[Opening SUPPLIED DATA section]

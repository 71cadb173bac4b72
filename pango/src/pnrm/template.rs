//! Panorama templates.
//!
//! The template's own configuration tree (`<config>`) is carried raw: the
//! typed namespaces address it through a
//! [`TemplateRef`](crate::xpath::TemplateRef) instead.

use std::collections::BTreeMap;

use panos_xml::XmlNode;
use serde::{Deserialize, Serialize};

use crate::codec::{era, Normalizer, Object, Specifier, Wire};
use crate::error::PangoError;
use crate::version::{Version, V8_1};
use crate::wire::{
    decode_devices, encode_devices, entry_node, expect_tag, flag, raw, raw_slot, store_raw, text,
    Emit, RawXml, Targets,
};
use crate::xpath::{device_prefix, entry_xpath};

const KIND: &str = "template";

pub const MODE_NORMAL: &str = "normal";
pub const MODE_FIPS: &str = "fips";
pub const MODE_CC: &str = "cc";

#[derive(Debug, Clone, Default, PartialEq, Eq, Serialize, Deserialize)]
#[serde(default)]
pub struct Template {
    pub name: String,
    pub description: String,
    /// PAN-OS before 8.1.
    pub multi_vsys: bool,
    /// PAN-OS before 8.1: one of the `MODE_*` values.
    pub mode: String,
    /// PAN-OS before 8.1.
    pub vpn_disable_mode: bool,
    /// PAN-OS 8.1 and later.
    pub default_vsys: String,
    pub devices: Targets,
    /// `conf` holds the template's configuration tree.
    #[serde(skip)]
    pub raw: BTreeMap<String, String>,
}

impl Object for Template {
    const KIND: &'static str = KIND;
    type Location = ();

    fn name(&self) -> &str {
        &self.name
    }

    fn name_mut(&mut self) -> &mut String {
        &mut self.name
    }

    fn xpath(_loc: &(), names: &[String]) -> Result<Vec<String>, PangoError> {
        let mut path = device_prefix();
        path.push("template".to_string());
        path.push(entry_xpath(names));
        Ok(path)
    }

    fn versioning(version: &Version) -> (Normalizer<Self>, Specifier<Self>) {
        if version.gte(&V8_1) {
            era::<EntryV2>()
        } else {
            era::<EntryV1>()
        }
    }
}

/// Fields common to both eras.
struct Shared {
    name: String,
    description: String,
    devices: Targets,
    conf: Option<RawXml>,
}

impl Shared {
    fn specify(e: &Template) -> Result<Self, PangoError> {
        Ok(Self {
            name: e.name.clone(),
            description: e.description.clone(),
            devices: e.devices.clone(),
            conf: raw_slot(&e.raw, "conf")?,
        })
    }

    fn normalize(self) -> Template {
        let mut raw = BTreeMap::new();
        store_raw(&mut raw, "conf", &self.conf);
        Template {
            name: self.name,
            description: self.description,
            devices: self.devices,
            raw,
            ..Template::default()
        }
    }

    fn decode(node: &XmlNode) -> Result<Self, PangoError> {
        expect_tag(node, "entry", KIND)?;
        Ok(Self {
            name: node.attribute("name").unwrap_or_default().to_string(),
            description: text(node, &["description"]),
            devices: decode_devices(node.get_child("devices")),
            conf: raw(node, &["config"]),
        })
    }

    fn encode(&self, settings: XmlNode) -> XmlNode {
        let mut node = entry_node(&self.name);
        if !settings.children.is_empty() {
            node.children.push(settings);
        }
        node.text_el("description", &self.description);
        node.node_el(encode_devices(&self.devices));
        node.raw_el("config", &self.conf);
        node
    }
}

/// PAN-OS before 8.1.
struct EntryV1 {
    shared: Shared,
    multi_vsys: bool,
    mode: String,
    vpn_disable_mode: bool,
}

impl Wire for EntryV1 {
    type Entry = Template;

    fn specify(e: &Template) -> Result<Self, PangoError> {
        if !["", MODE_NORMAL, MODE_FIPS, MODE_CC].contains(&e.mode.as_str()) {
            return Err(PangoError::validation(format!(
                "{KIND} {:?}: unknown operational mode {:?}",
                e.name, e.mode
            )));
        }
        Ok(Self {
            shared: Shared::specify(e)?,
            multi_vsys: e.multi_vsys,
            mode: e.mode.clone(),
            vpn_disable_mode: e.vpn_disable_mode,
        })
    }

    fn normalize(self) -> Template {
        Template {
            multi_vsys: self.multi_vsys,
            mode: self.mode,
            vpn_disable_mode: self.vpn_disable_mode,
            ..self.shared.normalize()
        }
    }

    fn decode(node: &XmlNode) -> Result<Self, PangoError> {
        Ok(Self {
            shared: Shared::decode(node)?,
            multi_vsys: flag(node, &["settings", "multi-vsys"]),
            mode: text(node, &["settings", "operational-mode"]),
            vpn_disable_mode: flag(node, &["settings", "vpn-disable-mode"]),
        })
    }

    fn encode(&self) -> XmlNode {
        let mut settings = XmlNode::new("settings");
        settings.flag_el("multi-vsys", self.multi_vsys);
        settings.text_el("operational-mode", &self.mode);
        settings.flag_el("vpn-disable-mode", self.vpn_disable_mode);
        self.shared.encode(settings)
    }
}

/// PAN-OS 8.1 and later: settings shrink to the default vsys.
struct EntryV2 {
    shared: Shared,
    default_vsys: String,
}

impl Wire for EntryV2 {
    type Entry = Template;

    fn specify(e: &Template) -> Result<Self, PangoError> {
        Ok(Self {
            shared: Shared::specify(e)?,
            default_vsys: e.default_vsys.clone(),
        })
    }

    fn normalize(self) -> Template {
        Template {
            default_vsys: self.default_vsys,
            ..self.shared.normalize()
        }
    }

    fn decode(node: &XmlNode) -> Result<Self, PangoError> {
        Ok(Self {
            shared: Shared::decode(node)?,
            default_vsys: text(node, &["settings", "default-vsys"]),
        })
    }

    fn encode(&self) -> XmlNode {
        let mut settings = XmlNode::new("settings");
        settings.text_el("default-vsys", &self.default_vsys);
        self.shared.encode(settings)
    }
}

#[cfg(test)]
mod tests {
    use panos_xml::parse;
    use pretty_assertions::assert_eq;

    use super::{Template, MODE_FIPS};
    use crate::codec::Object;
    use crate::version::{V8_0, V8_1};

    #[test]
    fn settings_follow_the_era() {
        let t = Template {
            name: "branch".to_string(),
            multi_vsys: true,
            mode: MODE_FIPS.to_string(),
            default_vsys: "vsys2".to_string(),
            ..Template::default()
        };
        assert_eq!(
            t.specify(&V8_0).expect("specify").to_string(),
            r#"<entry name="branch"><settings><multi-vsys>yes</multi-vsys><operational-mode>fips</operational-mode></settings></entry>"#
        );
        assert_eq!(
            t.specify(&V8_1).expect("specify").to_string(),
            r#"<entry name="branch"><settings><default-vsys>vsys2</default-vsys></settings></entry>"#
        );
    }

    #[test]
    fn template_config_is_kept_raw() {
        let xml = r#"<entry name="t1"><settings><default-vsys>vsys1</default-vsys></settings><config><devices><entry name="localhost.localdomain"><vsys><entry name="vsys1"/></vsys></entry></devices></config></entry>"#;
        let node = parse(xml.as_bytes()).expect("xml");
        let t = Template::normalize(&node, &V8_1).expect("normalize");
        assert_eq!(t.default_vsys, "vsys1");
        assert!(t.raw["conf"].starts_with("<devices>"));
        assert_eq!(t.specify(&V8_1).expect("specify").to_string(), xml);
    }

    #[test]
    fn unknown_mode_is_rejected() {
        let t = Template {
            name: "x".to_string(),
            mode: "strict".to_string(),
            ..Template::default()
        };
        assert!(t.specify(&V8_0).is_err());
    }
}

[Closing SUPPLIED DATA section]

• _INSTRUCTIONS FOR THE TASK_: Repeat every entry exactly. Nothing may be dropped.

• _TASK OUTPUT_:
repository 71cadb173bac4b72
filename pango/src/pnrm/template.rs
//! Panorama templates.
//!
//! The template's own configuration tree (`<config>`) is carried raw: the
//! typed namespaces address it through a
//! [`TemplateRef`](crate::xpath::TemplateRef) instead.

use std::collections::BTreeMap;

use panos_xml::XmlNode;
use serde::{Deserialize, Serialize};

use crate::codec::{era, Normalizer, Object, Specifier, Wire};
use crate::error::PangoError;
use crate::version::{Version, V8_1};
use crate::wire::{
    decode_devices, encode_devices, entry_node, expect_tag, flag, raw, raw_slot, store_raw, text,
    Emit, RawXml, Targets,
};
use crate::xpath::{device_prefix, entry_xpath};

const KIND: &str = "template";

pub const MODE_NORMAL: &str = "normal";
pub const MODE_FIPS: &str = "fips";
pub const MODE_CC: &str = "cc";

#[derive(Debug, Clone, Default, PartialEq, Eq, Serialize, Deserialize)]
#[serde(default)]
pub struct Template {
    pub name: String,
    pub description: String,
    /// PAN-OS before 8.1.
    pub multi_vsys: bool,
    /// PAN-OS before 8.1: one of the `MODE_*` values.
    pub mode: String,
    /// PAN-OS before 8.1.
    pub vpn_disable_mode: bool,
    /// PAN-OS 8.1 and later.
    pub default_vsys: String,
    pub devices: Targets,
    /// `conf` holds the template's configuration tree.
    #[serde(skip)]
    pub raw: BTreeMap<String, String>,
}

impl Object for Template {
    const KIND: &'static str = KIND;
    type Location = ();

    fn name(&self) -> &str {
        &self.name
    }

    fn name_mut(&mut self) -> &mut String {
        &mut self.name
    }

    fn xpath(_loc: &(), names: &[String]) -> Result<Vec<String>, PangoError> {
        let mut path = device_prefix();
        path.push("template".to_string());
        path.push(entry_xpath(names));
        Ok(path)
    }

    fn versioning(version: &Version) -> (Normalizer<Self>, Specifier<Self>) {
        if version.gte(&V8_1) {
            era::<EntryV2>()
        } else {
            era::<EntryV1>()
        }
    }
}

/// Fields common to both eras.
struct Shared {
    name: String,
    description: String,
    devices: Targets,
    conf: Option<RawXml>,
}

impl Shared {
    fn specify(e: &Template) -> Result<Self, PangoError> {
        Ok(Self {
            name: e.name.clone(),
            description: e.description.clone(),
            devices: e.devices.clone(),
            conf: raw_slot(&e.raw, "conf")?,
        })
    }

    fn normalize(self) -> Template {
        let mut raw = BTreeMap::new();
        store_raw(&mut raw, "conf", &self.conf);
        Template {
            name: self.name,
            description: self.description,
            devices: self.devices,
            raw,
            ..Template::default()
        }
    }

    fn decode(node: &XmlNode) -> Result<Self, PangoError> {
        expect_tag(node, "entry", KIND)?;
        Ok(Self {
            name: node.attribute("name").unwrap_or_default().to_string(),
            description: text(node, &["description"]),
            devices: decode_devices(node.get_child("devices")),
            conf: raw(node, &["config"]),
        })
    }

    fn encode(&self, settings: XmlNode) -> XmlNode {
        let mut node = entry_node(&self.name);
        if !settings.children.is_empty() {
            node.children.push(settings);
        }
        node.text_el("description", &self.description);
        node.node_el(encode_devices(&self.devices));
        node.raw_el("config", &self.conf);
        node
    }
}

/// PAN-OS before 8.1.
struct EntryV1 {
    shared: Shared,
    multi_vsys: bool,
    mode: String,
    vpn_disable_mode: bool,
}

impl Wire for EntryV1 {
    type Entry = Template;

    fn specify(e: &Template) -> Result<Self, PangoError> {
        if !["", MODE_NORMAL, MODE_FIPS, MODE_CC].contains(&e.mode.as_str()) {
            return Err(PangoError::validation(format!(
                "{KIND} {:?}: unknown operational mode {:?}",
                e.name, e.mode
            )));
        }
        Ok(Self {
            shared: Shared::specify(e)?,
            multi_vsys: e.multi_vsys,
            mode: e.mode.clone(),
            vpn_disable_mode: e.vpn_disable_mode,
        })
    }

    fn normalize(self) -> Template {
        Template {
            multi_vsys: self.multi_vsys,
            mode: self.mode,
            vpn_disable_mode: self.vpn_disable_mode,
            ..self.shared.normalize()
        }
    }

    fn decode(node: &XmlNode) -> Result<Self, PangoError> {
        Ok(Self {
            shared: Shared::decode(node)?,
            multi_vsys: flag(node, &["settings", "multi-vsys"]),
            mode: text(node, &["settings", "operational-mode"]),
            vpn_disable_mode: flag(node, &["settings", "vpn-disable-mode"]),
        })
    }

    fn encode(&self) -> XmlNode {
        let mut settings = XmlNode::new("settings");
        settings.flag_el("multi-vsys", self.multi_vsys);
        settings.text_el("operational-mode", &self.mode);
        settings.flag_el("vpn-disable-mode", self.vpn_disable_mode);
        self.shared.encode(settings)
    }
}

/// PAN-OS 8.1 and later: settings shrink to the default vsys.
struct EntryV2 {
    shared: Shared,
    default_vsys: String,
}

impl Wire for EntryV2 {
    type Entry = Template;

    fn specify(e: &Template) -> Result<Self, PangoError> {
        Ok(Self {
            shared: Shared::specify(e)?,
            default_vsys: e.default_vsys.clone(),
        })
    }

    fn normalize(self) -> Template {
        Template {
            default_vsys: self.default_vsys,
            ..self.shared.normalize()
        }
    }

    fn decode(node: &XmlNode) -> Result<Self, PangoError> {
        Ok(Self {
            shared: Shared::decode(node)?,
            default_vsys: text(node, &["settings", "default-vsys"]),
        })
    }

    fn encode(&self) -> XmlNode {
        let mut settings = XmlNode::new("settings");
        settings.text_el("default-vsys", &self.default_vsys);
        self.shared.encode(settings)
    }
}

#[cfg(test)]
mod tests {
    use panos_xml::parse;
    use pretty_assertions::assert_eq;

    use super::{Template, MODE_FIPS};
    use crate::codec::Object;
    use crate::version::{V8_0, V8_1};

    #[test]
    fn settings_follow_the_era() {
        let t = Template {
            name: "branch".to_string(),
            multi_vsys: true,
            mode: MODE_FIPS.to_string(),
            default_vsys: "vsys2".to_string(),
            ..Template::default()
        };
        assert_eq!(
            t.specify(&V8_0).expect("specify").to_string(),
            r#"<entry name="branch"><settings><multi-vsys>yes</multi-vsys><operational-mode>fips</operational-mode></settings></entry>"#
        );
        assert_eq!(
            t.specify(&V8_1).expect("specify").to_string(),
            r#"<entry name="branch"><settings><default-vsys>vsys2</default-vsys></settings></entry>"#
        );
    }

    #[test]
    fn template_config_is_kept_raw() {
        let xml = r#"<entry name="t1"><settings><default-vsys>vsys1</default-vsys></settings><config><devices><entry name="localhost.localdomain"><vsys><entry name="vsys1"/></vsys></entry></devices></config></entry>"#;
        let node = parse(xml.as_bytes()).expect("xml");
        let t = Template::normalize(&node, &V8_1).expect("normalize");
        assert_eq!(t.default_vsys, "vsys1");
        assert!(t.raw["conf"].starts_with("<devices>"));
        assert_eq!(t.specify(&V8_1).expect("specify").to_string(), xml);
    }

    #[test]
    fn unknown_mode_is_rejected() {
        let t = Template {
            name: "x".to_string(),
            mode: "strict".to_string(),
            ..Template::default()
        };
        assert!(t.specify(&V8_0).is_err());
    }
}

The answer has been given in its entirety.